MICROBIALITES AND MICROBIAL MATS IN ANTARCTIC LAKES AS MODELS FOR PRECAMBRIAN ECOSYSTEMS


SUMNER, Dawn Y.1, HAWES, Ian2, JUNGBLUT, Anne3, ANDERSEN, Dale T.4, MACKEY, Tyler J.1, KRUSOR, Megan1 and WALL, Kate5, (1)Earth and Planetary Sciences, University of California, Davis, Davis, CA 95616, (2)Gateway Antarctica, University of Canterbury, Christchurch, 8140, New Zealand, (3)Natural History Museum, London, London, SW7 5BD, England, (4)Carl Sagan Center for the Study of Life in the Universe, 189 Bernardo Ave, Suite 100, Mountain View, CA 94043, (5)Microbiology Graduate Group, UC Davis, Davis, CA 95616

Microbial mats are abundant in Antarctic lakes Joyce, Fryxell, Vanda, and Hoare (McMurdo Dry Valleys) and Lake Untersee (Queen Maud Land). During the summer, sufficient light penetrates the ice covers of these lakes to allow photosynthetic biomass accumulation. A paucity of macroscopic metazoans allows these ecosystems to develop much like Precambrian microbial mats. Mat morphology varies both within and between lakes, and in some cases mimics fossil stromatolite morphology. Small amounts of calcite precipitate within mats; lakes Joyce and Fryxell contain lithified microbialites.

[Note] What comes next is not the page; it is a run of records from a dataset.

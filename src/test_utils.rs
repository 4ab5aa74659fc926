//! Test utilities and fixtures for soundshelf tests.
//!
//! Provides a scratch database, a tiny WAV writer (lofty can read it, so
//! it exercises the real extraction path), a canned remote fetcher and a
//! ready-made [`Library`] over temporary roots.
//!
//! # Example
//!
//! ```ignore
//! use soundshelf::test_utils::TestLibrary;
//!
//! #[tokio::test]
//! async fn test_something() {
//!     let lib = TestLibrary::new().await;
//!     lib.add_music("Artist/Album/01.wav", 1);
//!     // ... test logic
//! }
//! ```

use async_trait::async_trait;
use lofty::config::WriteOptions;
use lofty::file::TaggedFileExt;
use lofty::probe::Probe;
use lofty::tag::{Tag, TagExt};
use parking_lot::Mutex;
use sqlx::sqlite::SqlitePool;
use std::path::{Path, PathBuf};
use std::sync::Arc;
use tempfile::TempDir;

use crate::config::WebDavConfig;
use crate::cover::CoverCache;
use crate::db::NewTrack;
use crate::library::{Library, Roots};
use crate::metadata::Extractor;
use crate::metadata::remote::{BasicAuth, RangeFetch};
use crate::model::MediaType;

/// Creates a temporary database for testing.
///
/// The database is created in a temporary directory that is automatically
/// cleaned up when the returned `TempDir` is dropped. Migrations are run
/// automatically. Keep the TempDir alive for the duration of your test.
pub async fn temp_db() -> (SqlitePool, TempDir) {
    let dir = tempfile::tempdir().expect("Failed to create temp directory");
    let db_path = dir.path().join("test.db");
    let db_url = format!("sqlite:{}", db_path.display());

    let pool = crate::db::init_db(&db_url)
        .await
        .expect("Failed to initialize test database");

    (pool, dir)
}

/// A bare music track row with sensible defaults.
///
/// Customize with struct update syntax:
///
/// ```ignore
/// let track = NewTrack { album_id: Some(3), ..new_track("/music/a.mp3", "h") };
/// ```
pub fn new_track(path: &str, hash: &str) -> NewTrack {
    NewTrack {
        name: "Test Track".to_string(),
        artist: "Test Artist".to_string(),
        album: "Test Album".to_string(),
        path: path.to_string(),
        duration: 180,
        file_hash: hash.to_string(),
        folder_id: None,
        file_modified_at: None,
        track_index: 0,
        episode_number: 0,
        cover: None,
        lyrics: None,
        media_type: MediaType::Music,
        artist_id: None,
        album_id: None,
    }
}

/// Write a mono 16-bit 8 kHz PCM WAV with `samples` frames.
///
/// `seed` shapes the sample data so files written with different seeds
/// get different fingerprints.
pub fn write_wav(path: &Path, samples: u32, seed: u8) {
    let data_len = samples * 2;
    let mut bytes = Vec::with_capacity(44 + data_len as usize);
    bytes.extend_from_slice(b"RIFF");
    bytes.extend_from_slice(&(36 + data_len).to_le_bytes());
    bytes.extend_from_slice(b"WAVE");
    bytes.extend_from_slice(b"fmt ");
    bytes.extend_from_slice(&16u32.to_le_bytes());
    bytes.extend_from_slice(&1u16.to_le_bytes()); // PCM
    bytes.extend_from_slice(&1u16.to_le_bytes()); // mono
    bytes.extend_from_slice(&8000u32.to_le_bytes());
    bytes.extend_from_slice(&16000u32.to_le_bytes()); // byte rate
    bytes.extend_from_slice(&2u16.to_le_bytes()); // block align
    bytes.extend_from_slice(&16u16.to_le_bytes());
    bytes.extend_from_slice(b"data");
    bytes.extend_from_slice(&data_len.to_le_bytes());
    for i in 0..samples {
        let sample = (i.wrapping_mul(u32::from(seed) + 1) % 2000) as i16 - 1000;
        bytes.extend_from_slice(&sample.to_le_bytes());
    }

    if let Some(parent) = path.parent() {
        std::fs::create_dir_all(parent).expect("Failed to create parent directory");
    }
    std::fs::write(path, bytes).expect("Failed to write wav");
}

/// Edit the primary tag of an audio file in place, creating it if absent.
pub fn tag_file(path: &Path, edit: impl FnOnce(&mut Tag)) {
    let tagged = Probe::open(path)
        .expect("Failed to open file for tagging")
        .read()
        .expect("Failed to read file for tagging");

    let mut tag = tagged
        .primary_tag()
        .cloned()
        .unwrap_or_else(|| Tag::new(tagged.primary_tag_type()));
    edit(&mut tag);
    tag.save_to_path(path, WriteOptions::default())
        .expect("Failed to write tag");
}

/// [`RangeFetch`] returning a fixed body and recording every request.
#[derive(Default)]
pub struct FakeFetcher {
    body: Option<Vec<u8>>,
    pub requests: Mutex<Vec<(String, Option<BasicAuth>)>>,
}

impl FakeFetcher {
    /// Every probe fails.
    pub fn empty() -> Self {
        Self::default()
    }

    /// Every probe returns `body`.
    pub fn with_body(body: Vec<u8>) -> Self {
        Self {
            body: Some(body),
            requests: Mutex::new(Vec::new()),
        }
    }
}

#[async_trait]
impl RangeFetch for FakeFetcher {
    async fn fetch_head(&self, url: &str, auth: Option<&BasicAuth>) -> Option<Vec<u8>> {
        self.requests
            .lock()
            .push((url.to_string(), auth.cloned()));
        self.body.clone()
    }
}

/// A [`Library`] over temporary music, audiobook and cover directories.
pub struct TestLibrary {
    pub dir: TempDir,
    pub pool: SqlitePool,
    pub library: Arc<Library>,
}

impl TestLibrary {
    pub async fn new() -> Self {
        Self::with_webdav(WebDavConfig::default()).await
    }

    pub async fn with_webdav(webdav: WebDavConfig) -> Self {
        let dir = tempfile::tempdir().expect("Failed to create temp directory");
        let db_url = format!("sqlite:{}", dir.path().join("test.db").display());
        let pool = crate::db::init_db(&db_url)
            .await
            .expect("Failed to initialize test database");

        let roots = Roots {
            music: dir.path().join("music"),
            audiobook: dir.path().join("audiobooks"),
            cache: dir.path().join("covers"),
        };
        std::fs::create_dir_all(&roots.music).expect("Failed to create music root");
        std::fs::create_dir_all(&roots.audiobook).expect("Failed to create audiobook root");

        let covers = CoverCache::new(&roots.cache).expect("Failed to create cover cache");
        let extractor = Extractor::new(covers, Arc::new(FakeFetcher::empty()), None);
        let library = Arc::new(Library::new(pool.clone(), roots, extractor, webdav));

        Self { dir, pool, library }
    }

    pub fn music_root(&self) -> PathBuf {
        self.library.roots().music.clone()
    }

    pub fn audiobook_root(&self) -> PathBuf {
        self.library.roots().audiobook.clone()
    }

    /// Write a one-second WAV under the music root.
    pub fn add_music(&self, relative: &str, seed: u8) -> PathBuf {
        let path = self.music_root().join(relative);
        write_wav(&path, 8000, seed);
        path
    }

    /// Write a one-second WAV under the audiobook root.
    pub fn add_audiobook(&self, relative: &str, seed: u8) -> PathBuf {
        let path = self.audiobook_root().join(relative);
        write_wav(&path, 8000, seed);
        path
    }
}

#[cfg(test)]
mod tests {
    use super::*;

    #[tokio::test]
    async fn test_temp_db_creates_working_database() {
        let (pool, _dir) = temp_db().await;

        // Should be able to query
        let tracks = crate::db::get_all_tracks(&pool).await.unwrap();
        assert!(tracks.is_empty());
    }

    #[test]
    fn test_wav_seeds_produce_distinct_fingerprints() {
        let dir = tempfile::tempdir().unwrap();
        let a = dir.path().join("a.wav");
        let b = dir.path().join("b.wav");
        write_wav(&a, 8000, 1);
        write_wav(&b, 8000, 2);
        assert_ne!(
            crate::scanner::fingerprint(&a),
            crate::scanner::fingerprint(&b)
        );
    }

    #[test]
    fn test_new_track_defaults() {
        let track = new_track("/music/song.flac", "abc");
        assert_eq!(track.path, "/music/song.flac");
        assert_eq!(track.file_hash, "abc");
        assert_eq!(track.media_type, MediaType::Music);
    }
}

Mat biomass is dominated by cyanobacteria. Diatoms and coccoidal algae are present, but cell counts, pigment analyses, and genomic results suggest that they contribute only a small fraction of total biomass. In addition, anoxygenic phototrophs are rare within most shallow mats due to high O2concentrations to >10 cm depths. In Lake Fryxell, however, an oxycline is present within the water column in the lower photic zone, and anoxygenic phototrophs are an increasingly important component of the mat community with greater depth in the lake.

Mat morphology within these lakes varies with light distribution, sedimentation rate, and microbial community. Pinnacles (mm-cm) are very common in photic zones where sedimentation is low relative to growth rate and a specific cyanobacterial OTU, Phormidium autumnale, is absent. In Lake Joyce, for example, P. autumnale dampens mat roughness, promoting growth of flat mat, and loss of P. autumnale from the community likely induced branching in columnar stromatolites. In Lake Vanda, the morphology of decimeter-scale microbial columns can be modeled using the distribution of cyanbacterial OTUs and light penetration into the columns. In these and other cases, mat/microbialite morphology emerges from feedbacks among environmental and biological factors that are substantially more complex than most models of ancient stromatolite growth.